Mucopolysaccharidosis type IIIC, also known as Sanfilippo syndrome type C, is a lysosomal storage disease caused by a deficiency of heparan sulfate acetyl-CoA: alpha glucosaminide N-acetyltransferase (HGSNAT). HGSNAT is one of the key enzymes involved in the degradation of heparan sulfate, a glycosaminoglycan present in proteoglycans and basement membranes. The absence of HGSNAT activity leads to an accumulation of heparan sulfate in lysosomes, causing cellular dysfunction and progressive neurological degeneration. This study examined the glomerular renal pathology in a CRISPR-Cas9-generated knock-in mouse model expressing the Pro304Leu HGSNAT variant, which replicates the human Pro311Leu mutation.
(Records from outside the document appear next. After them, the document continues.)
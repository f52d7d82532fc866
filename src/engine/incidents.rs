//! Incident extraction: turn a monitoring time series plus a threshold
//! predicate into discrete outage intervals, tolerant of scrape jitter.

use chrono::Duration;
use serde::{Deserialize, Serialize};
use tracing::debug;

use super::error::EngineError;
use crate::model::{Incident, MonitoringSample};

/// How a sample value relates to the threshold to count as an incident.
#[derive(Debug, Clone, Copy, PartialEq, Eq, Serialize, Deserialize)]
#[serde(rename_all = "lowercase")]
pub enum Relation {
    /// Breaching when value > threshold (error rates, latencies).
    Gt,
    /// Breaching when value < threshold (availability, success ratios).
    Lt,
}

impl Relation {
    fn breaching(&self, sample: &MonitoringSample, threshold: f64) -> bool {
        match self {
            Relation::Gt => sample.value > threshold,
            Relation::Lt => sample.value < threshold,
        }
    }
}

/// Extracts non-overlapping incident intervals from a chronologically
/// ordered sample series. `step` is the expected scrape interval;
/// consecutive breaching samples further apart than 1.5 × `step` belong to
/// separate incidents, which keeps upstream jitter from splitting one
/// incident without merging genuinely distinct ones.
///
/// When every sample breaches, the whole series is reported as one ongoing
/// incident. That conflates "always failing" with "one long incident" and
/// is a deliberate policy, kept from the original collection behavior.
pub fn extract_incidents(
    samples: &[MonitoringSample],
    relation: Relation,
    threshold: f64,
    step: Duration,
    deployment: &str,
) -> Result<Vec<Incident>, EngineError> {
    if samples.is_empty() {
        return Ok(Vec::new());
    }

    for (index, pair) in samples.windows(2).enumerate() {
        if pair[1].sampled_at < pair[0].sampled_at {
            return Err(EngineError::UnsortedInput {
                context: "incident extraction",
                index: index + 1,
            });
        }
    }

    let close = |from: usize, to: usize| Incident {
        deployment: deployment.to_string(),
        started_at: samples[from].sampled_at,
        ended_at: samples[to].sampled_at,
    };

    // No healthy sample at all: one incident spanning the whole series.
    let Some(first_healthy) = samples
        .iter()
        .position(|sample| !relation.breaching(sample, threshold))
    else {
        return Ok(vec![close(0, samples.len() - 1)]);
    };

    // An incident already active when observation begins is ignored; the
    // scan starts at the first healthy sample.
    let tolerance = step + step / 2;
    let mut incidents = Vec::new();
    let mut open: Option<usize> = None;

    for i in first_healthy..samples.len() {
        if relation.breaching(&samples[i], threshold) {
            match open {
                None => open = Some(i),
                Some(start) => {
                    let elapsed = samples[i].sampled_at - samples[i - 1].sampled_at;
                    if elapsed > tolerance {
                        // Gap too large for one scrape run: the previous
                        // incident ended, a new one begins here.
                        incidents.push(close(start, i - 1));
                        open = Some(i);
                    }
                }
            }
        } else if let Some(start) = open.take() {
            incidents.push(close(start, i - 1));
        }
    }

    if let Some(start) = open {
        incidents.push(close(start, samples.len() - 1));
    }

    debug!(
        deployment,
        samples = samples.len(),
        incidents = incidents.len(),
        "extracted incident intervals"
    );

    Ok(incidents)
}
//! Trailing moving averages over dense daily series, plain and
//! ratio-of-two-series forms. Both use an incremental running sum so the
//! whole pass stays O(n) regardless of window size.

use super::error::EngineError;

/// What to do when a denominator window sums to zero in
/// [`moving_average_ratio`]. Never divided silently.
#[derive(Debug, Clone, Copy, PartialEq, Eq)]
pub enum ZeroDenominator {
    /// Emit 0.0 for that window.
    AsZero,
    /// Fail the whole computation.
    Reject,
}

/// Trailing average of `series` over `window` days. Output entry `i`
/// averages `series[i..i + window]`; output length is
/// `series.len() - window + 1`.
pub fn moving_average(series: &[f64], window: usize) -> Result<Vec<f64>, EngineError> {
    validate(window, series.len())?;

    let mut averages = Vec::with_capacity(series.len() - window + 1);
    let mut sum: f64 = series[..window].iter().sum();
    averages.push(sum / window as f64);

    for i in window..series.len() {
        sum += series[i] - series[i - window];
        averages.push(sum / window as f64);
    }

    Ok(averages)
}

/// Trailing ratio of window sums: entry `i` is
/// `sum(numerator[i..i+window]) / sum(denominator[i..i+window])`, a ratio
/// of totals rather than an average of per-day ratios.
pub fn moving_average_ratio(
    numerator: &[f64],
    denominator: &[f64],
    window: usize,
    zero_policy: ZeroDenominator,
) -> Result<Vec<f64>, EngineError> {
    if numerator.len() != denominator.len() {
        return Err(EngineError::LengthMismatch {
            numerator: numerator.len(),
            denominator: denominator.len(),
        });
    }
    validate(window, numerator.len())?;

    let mut ratios = Vec::with_capacity(numerator.len() - window + 1);
    let mut num_sum: f64 = numerator[..window].iter().sum();
    let mut den_sum: f64 = denominator[..window].iter().sum();
    ratios.push(ratio_step(num_sum, den_sum, 0, zero_policy)?);

    for i in window..numerator.len() {
        num_sum += numerator[i] - numerator[i - window];
        den_sum += denominator[i] - denominator[i - window];
        ratios.push(ratio_step(num_sum, den_sum, i - window + 1, zero_policy)?);
    }

    Ok(ratios)
}

fn ratio_step(
    num_sum: f64,
    den_sum: f64,
    index: usize,
    zero_policy: ZeroDenominator,
) -> Result<f64, EngineError> {
    if den_sum == 0.0 {
        return match zero_policy {
            ZeroDenominator::AsZero => Ok(0.0),
            ZeroDenominator::Reject => Err(EngineError::ZeroDenominator { index }),
        };
    }
    Ok(num_sum / den_sum)
}

fn validate(window: usize, len: usize) -> Result<(), EngineError> {
    if window < 1 {
        return Err(EngineError::EmptyWindow);
    }
    if len < window {
        return Err(EngineError::WindowTooLarge { window, len });
    }
    Ok(())
}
The model showed early-onset MPS IIIC with dominant-negative effects and stress on the endoplasmic reticulum and lysosomes. Wild type (WT, n=3, 7 months old) and HGSNAT knock-in (KI, n=3, 7 months old) mice were used for each experiment. Kidneys were collected and processed for histological and ultrastructural analysis using light and electron microscopy. ImageJ was used to quantify the stained area of the mesangial matrix. Compared with WT, KI mice exhibited a more intense Periodic acid Schiff staining of the glomerular mesangial matrix, an accumulation of empty vesicles in the podocytes, distorted mesangial cells, and severely affected podocytes filled with lysosomes and enlarged pedicels. In conclusion, the increased deposition of heparan sulfate in the mesangial matrix is associated with glomerular distortion and mesangial proliferation, findings consistent with the development of mesangial proliferative glomerulonephritis.